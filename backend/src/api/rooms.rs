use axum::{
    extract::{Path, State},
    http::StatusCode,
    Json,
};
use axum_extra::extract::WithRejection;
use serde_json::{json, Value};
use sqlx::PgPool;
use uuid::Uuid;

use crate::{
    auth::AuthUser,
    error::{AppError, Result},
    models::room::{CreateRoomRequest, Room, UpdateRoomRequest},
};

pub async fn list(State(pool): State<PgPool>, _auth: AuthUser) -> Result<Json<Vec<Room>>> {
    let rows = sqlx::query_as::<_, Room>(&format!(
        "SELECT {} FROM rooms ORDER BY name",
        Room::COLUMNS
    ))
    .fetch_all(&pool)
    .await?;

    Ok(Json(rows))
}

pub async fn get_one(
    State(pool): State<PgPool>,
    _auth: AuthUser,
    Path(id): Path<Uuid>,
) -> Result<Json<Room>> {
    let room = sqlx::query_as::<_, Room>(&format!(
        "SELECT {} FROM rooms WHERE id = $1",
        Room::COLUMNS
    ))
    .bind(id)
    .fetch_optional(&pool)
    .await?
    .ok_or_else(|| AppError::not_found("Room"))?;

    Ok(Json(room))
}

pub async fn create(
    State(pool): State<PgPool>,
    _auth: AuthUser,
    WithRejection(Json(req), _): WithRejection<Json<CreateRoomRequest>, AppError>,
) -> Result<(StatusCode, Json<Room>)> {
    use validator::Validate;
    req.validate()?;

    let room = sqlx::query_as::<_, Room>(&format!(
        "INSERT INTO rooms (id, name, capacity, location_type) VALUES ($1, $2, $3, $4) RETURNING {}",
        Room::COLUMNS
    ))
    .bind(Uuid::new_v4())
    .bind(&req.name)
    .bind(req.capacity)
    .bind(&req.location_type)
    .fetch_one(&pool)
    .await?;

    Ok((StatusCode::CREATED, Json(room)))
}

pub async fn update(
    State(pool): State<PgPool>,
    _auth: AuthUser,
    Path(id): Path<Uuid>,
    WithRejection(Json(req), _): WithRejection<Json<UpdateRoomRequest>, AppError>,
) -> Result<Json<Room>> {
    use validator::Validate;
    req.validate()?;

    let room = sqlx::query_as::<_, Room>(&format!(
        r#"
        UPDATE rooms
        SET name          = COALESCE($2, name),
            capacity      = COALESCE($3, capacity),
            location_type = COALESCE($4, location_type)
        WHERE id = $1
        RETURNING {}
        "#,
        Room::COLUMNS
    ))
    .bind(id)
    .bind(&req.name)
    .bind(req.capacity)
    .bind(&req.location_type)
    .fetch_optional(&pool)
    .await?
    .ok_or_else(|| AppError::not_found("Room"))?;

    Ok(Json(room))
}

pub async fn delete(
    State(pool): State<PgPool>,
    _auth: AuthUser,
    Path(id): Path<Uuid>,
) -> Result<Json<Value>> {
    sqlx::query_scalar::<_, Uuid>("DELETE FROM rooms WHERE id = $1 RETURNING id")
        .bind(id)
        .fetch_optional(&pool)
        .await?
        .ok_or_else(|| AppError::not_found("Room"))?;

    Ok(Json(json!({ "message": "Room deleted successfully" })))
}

★ ★ ★

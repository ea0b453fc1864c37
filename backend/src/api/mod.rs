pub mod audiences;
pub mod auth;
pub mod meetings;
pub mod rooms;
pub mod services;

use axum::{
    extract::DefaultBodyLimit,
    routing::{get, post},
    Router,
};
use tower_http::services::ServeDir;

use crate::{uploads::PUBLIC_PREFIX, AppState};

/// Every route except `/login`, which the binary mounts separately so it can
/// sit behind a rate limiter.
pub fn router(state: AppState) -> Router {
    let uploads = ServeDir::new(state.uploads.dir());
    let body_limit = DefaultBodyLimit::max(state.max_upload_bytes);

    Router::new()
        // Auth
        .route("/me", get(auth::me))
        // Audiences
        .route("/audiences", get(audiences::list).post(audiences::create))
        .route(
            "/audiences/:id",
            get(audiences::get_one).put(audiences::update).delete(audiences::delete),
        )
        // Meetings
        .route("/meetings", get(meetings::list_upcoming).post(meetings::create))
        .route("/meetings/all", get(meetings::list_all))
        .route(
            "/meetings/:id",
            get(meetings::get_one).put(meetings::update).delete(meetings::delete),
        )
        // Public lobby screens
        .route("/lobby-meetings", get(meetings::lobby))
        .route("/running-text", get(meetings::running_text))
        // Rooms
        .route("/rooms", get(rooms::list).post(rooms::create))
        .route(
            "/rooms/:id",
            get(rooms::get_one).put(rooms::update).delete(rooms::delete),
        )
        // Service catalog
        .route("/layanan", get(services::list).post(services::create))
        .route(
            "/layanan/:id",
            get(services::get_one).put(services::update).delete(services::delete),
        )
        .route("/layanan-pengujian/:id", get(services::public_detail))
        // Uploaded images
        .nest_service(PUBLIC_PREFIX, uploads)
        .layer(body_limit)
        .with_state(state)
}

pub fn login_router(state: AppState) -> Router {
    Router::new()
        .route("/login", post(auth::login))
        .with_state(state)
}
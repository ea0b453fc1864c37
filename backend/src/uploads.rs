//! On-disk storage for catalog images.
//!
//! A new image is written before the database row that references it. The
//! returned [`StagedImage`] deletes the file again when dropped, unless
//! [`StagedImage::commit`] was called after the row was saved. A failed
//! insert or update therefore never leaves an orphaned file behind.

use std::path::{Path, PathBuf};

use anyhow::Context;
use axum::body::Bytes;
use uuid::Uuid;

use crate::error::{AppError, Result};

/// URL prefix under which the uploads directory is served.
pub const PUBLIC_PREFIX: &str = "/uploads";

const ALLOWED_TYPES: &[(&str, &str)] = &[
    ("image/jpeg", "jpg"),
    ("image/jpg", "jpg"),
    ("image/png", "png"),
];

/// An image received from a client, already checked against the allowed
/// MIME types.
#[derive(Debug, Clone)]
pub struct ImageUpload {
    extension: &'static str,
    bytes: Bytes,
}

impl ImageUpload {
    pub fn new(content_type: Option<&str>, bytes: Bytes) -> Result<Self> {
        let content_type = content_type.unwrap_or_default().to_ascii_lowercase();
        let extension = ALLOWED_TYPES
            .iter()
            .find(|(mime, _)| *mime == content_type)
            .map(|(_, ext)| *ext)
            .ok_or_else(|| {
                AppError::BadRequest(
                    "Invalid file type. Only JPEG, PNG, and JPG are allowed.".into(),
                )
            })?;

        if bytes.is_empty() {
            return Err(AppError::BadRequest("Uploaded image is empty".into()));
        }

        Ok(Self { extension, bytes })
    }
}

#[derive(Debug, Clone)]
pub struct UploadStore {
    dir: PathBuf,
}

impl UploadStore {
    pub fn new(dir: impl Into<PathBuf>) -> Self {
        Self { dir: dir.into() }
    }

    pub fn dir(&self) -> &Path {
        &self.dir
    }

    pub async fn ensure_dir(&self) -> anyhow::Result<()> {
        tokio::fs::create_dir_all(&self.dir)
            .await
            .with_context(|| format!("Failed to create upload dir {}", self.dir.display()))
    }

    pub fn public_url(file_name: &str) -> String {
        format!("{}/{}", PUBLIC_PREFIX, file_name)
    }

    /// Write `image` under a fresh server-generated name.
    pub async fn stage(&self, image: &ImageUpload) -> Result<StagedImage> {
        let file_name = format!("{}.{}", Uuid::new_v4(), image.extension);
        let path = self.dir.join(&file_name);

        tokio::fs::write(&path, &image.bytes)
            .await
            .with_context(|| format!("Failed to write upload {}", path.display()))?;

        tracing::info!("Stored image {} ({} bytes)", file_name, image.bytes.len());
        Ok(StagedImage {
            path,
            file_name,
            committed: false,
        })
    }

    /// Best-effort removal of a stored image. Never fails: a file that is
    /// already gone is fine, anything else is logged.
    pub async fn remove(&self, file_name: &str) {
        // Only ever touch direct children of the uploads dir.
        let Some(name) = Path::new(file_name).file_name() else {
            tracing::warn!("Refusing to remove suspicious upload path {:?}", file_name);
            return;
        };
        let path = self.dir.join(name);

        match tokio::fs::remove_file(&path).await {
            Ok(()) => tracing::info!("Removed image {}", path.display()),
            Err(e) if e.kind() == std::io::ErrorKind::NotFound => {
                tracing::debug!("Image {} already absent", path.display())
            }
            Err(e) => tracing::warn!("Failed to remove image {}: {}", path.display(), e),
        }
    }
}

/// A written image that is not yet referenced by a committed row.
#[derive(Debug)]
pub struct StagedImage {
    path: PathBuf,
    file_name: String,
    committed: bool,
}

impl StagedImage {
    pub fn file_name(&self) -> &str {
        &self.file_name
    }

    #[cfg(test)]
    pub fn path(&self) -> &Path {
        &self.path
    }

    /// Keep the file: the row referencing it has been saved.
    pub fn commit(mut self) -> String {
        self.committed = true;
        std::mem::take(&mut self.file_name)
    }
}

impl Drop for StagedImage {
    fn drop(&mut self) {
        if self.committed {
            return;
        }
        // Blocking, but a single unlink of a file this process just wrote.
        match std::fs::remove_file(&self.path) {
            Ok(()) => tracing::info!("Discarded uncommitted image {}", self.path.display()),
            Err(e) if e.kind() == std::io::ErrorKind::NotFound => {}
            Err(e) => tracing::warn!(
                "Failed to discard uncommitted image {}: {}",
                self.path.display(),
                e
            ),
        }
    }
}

★ ★ ★

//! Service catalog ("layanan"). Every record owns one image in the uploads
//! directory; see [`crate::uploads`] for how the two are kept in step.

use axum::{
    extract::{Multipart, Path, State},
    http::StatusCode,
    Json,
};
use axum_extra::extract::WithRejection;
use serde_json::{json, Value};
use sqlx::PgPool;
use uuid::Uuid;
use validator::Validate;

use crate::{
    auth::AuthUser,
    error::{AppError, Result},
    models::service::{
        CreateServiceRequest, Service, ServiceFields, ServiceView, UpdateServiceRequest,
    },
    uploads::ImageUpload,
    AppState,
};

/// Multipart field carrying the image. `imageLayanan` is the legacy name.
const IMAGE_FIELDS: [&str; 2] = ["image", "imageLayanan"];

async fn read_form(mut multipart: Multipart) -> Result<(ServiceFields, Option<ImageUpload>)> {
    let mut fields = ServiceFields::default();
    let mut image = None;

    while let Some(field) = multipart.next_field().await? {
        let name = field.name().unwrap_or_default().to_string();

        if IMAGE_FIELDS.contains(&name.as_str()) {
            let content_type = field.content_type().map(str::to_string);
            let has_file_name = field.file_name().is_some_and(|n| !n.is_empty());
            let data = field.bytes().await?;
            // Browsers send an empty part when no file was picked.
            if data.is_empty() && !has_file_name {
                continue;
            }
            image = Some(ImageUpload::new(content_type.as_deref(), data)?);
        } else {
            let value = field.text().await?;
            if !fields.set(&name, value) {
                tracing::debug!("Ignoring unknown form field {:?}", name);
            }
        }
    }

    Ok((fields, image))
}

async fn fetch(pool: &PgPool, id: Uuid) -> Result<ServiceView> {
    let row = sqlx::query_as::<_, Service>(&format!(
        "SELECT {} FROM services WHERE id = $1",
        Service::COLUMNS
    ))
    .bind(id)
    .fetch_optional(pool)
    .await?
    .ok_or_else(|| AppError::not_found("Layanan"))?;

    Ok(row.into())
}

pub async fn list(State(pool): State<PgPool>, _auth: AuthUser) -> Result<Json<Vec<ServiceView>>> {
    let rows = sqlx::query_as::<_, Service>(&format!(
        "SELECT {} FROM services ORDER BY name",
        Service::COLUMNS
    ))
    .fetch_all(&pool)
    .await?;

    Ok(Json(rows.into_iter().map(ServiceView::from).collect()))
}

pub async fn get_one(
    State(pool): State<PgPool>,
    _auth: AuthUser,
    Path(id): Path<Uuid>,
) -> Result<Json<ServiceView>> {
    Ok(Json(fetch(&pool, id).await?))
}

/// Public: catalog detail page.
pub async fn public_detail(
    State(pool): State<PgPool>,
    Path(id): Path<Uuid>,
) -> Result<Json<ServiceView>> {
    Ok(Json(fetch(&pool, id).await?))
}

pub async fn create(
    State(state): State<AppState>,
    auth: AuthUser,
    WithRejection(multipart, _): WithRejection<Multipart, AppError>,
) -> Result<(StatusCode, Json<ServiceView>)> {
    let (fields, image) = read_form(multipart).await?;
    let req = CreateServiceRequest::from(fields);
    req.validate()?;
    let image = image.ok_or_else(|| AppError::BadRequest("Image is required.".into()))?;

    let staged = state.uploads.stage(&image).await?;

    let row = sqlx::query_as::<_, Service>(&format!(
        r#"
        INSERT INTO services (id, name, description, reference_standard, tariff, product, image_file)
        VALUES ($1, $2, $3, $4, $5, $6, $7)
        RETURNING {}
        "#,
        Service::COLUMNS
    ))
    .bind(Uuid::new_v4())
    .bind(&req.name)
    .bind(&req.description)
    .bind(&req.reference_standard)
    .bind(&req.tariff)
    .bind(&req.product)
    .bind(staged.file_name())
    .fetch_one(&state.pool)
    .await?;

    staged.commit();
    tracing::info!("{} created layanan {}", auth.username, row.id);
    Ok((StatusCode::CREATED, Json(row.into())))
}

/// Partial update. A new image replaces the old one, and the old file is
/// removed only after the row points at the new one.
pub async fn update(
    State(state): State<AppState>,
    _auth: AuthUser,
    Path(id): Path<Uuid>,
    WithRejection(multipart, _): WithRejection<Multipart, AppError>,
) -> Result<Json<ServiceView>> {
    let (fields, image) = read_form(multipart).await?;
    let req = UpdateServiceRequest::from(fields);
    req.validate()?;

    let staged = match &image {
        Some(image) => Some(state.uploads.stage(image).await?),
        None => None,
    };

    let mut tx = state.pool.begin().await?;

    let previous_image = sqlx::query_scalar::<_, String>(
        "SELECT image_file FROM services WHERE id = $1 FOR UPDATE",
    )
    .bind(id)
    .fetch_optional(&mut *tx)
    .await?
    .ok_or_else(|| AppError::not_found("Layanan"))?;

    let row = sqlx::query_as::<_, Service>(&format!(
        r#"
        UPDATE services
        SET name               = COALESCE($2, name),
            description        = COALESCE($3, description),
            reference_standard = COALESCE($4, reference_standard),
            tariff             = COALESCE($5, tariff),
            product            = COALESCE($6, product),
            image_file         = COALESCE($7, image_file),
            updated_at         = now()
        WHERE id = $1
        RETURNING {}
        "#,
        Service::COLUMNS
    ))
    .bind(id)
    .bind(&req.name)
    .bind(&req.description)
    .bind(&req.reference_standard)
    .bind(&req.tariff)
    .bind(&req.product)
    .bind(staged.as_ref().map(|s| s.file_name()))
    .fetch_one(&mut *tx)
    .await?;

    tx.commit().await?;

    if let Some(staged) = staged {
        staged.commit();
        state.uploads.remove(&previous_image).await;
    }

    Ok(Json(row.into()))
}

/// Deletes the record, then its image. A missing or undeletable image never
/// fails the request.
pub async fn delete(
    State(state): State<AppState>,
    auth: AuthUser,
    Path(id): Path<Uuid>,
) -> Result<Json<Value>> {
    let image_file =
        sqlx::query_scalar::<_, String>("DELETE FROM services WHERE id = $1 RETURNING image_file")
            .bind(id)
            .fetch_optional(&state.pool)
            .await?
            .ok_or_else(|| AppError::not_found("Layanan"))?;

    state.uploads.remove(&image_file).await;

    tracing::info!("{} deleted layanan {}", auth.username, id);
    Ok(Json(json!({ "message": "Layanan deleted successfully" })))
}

★ ★ ★

■ **What you have to do**:
When a line of the records has the word "CreateServiceRequest", pick it out and copy it.

■ **Expected output**:
        CreateServiceRequest, Service, ServiceFields, ServiceView, UpdateServiceRequest,
    let req = CreateServiceRequest::from(fields);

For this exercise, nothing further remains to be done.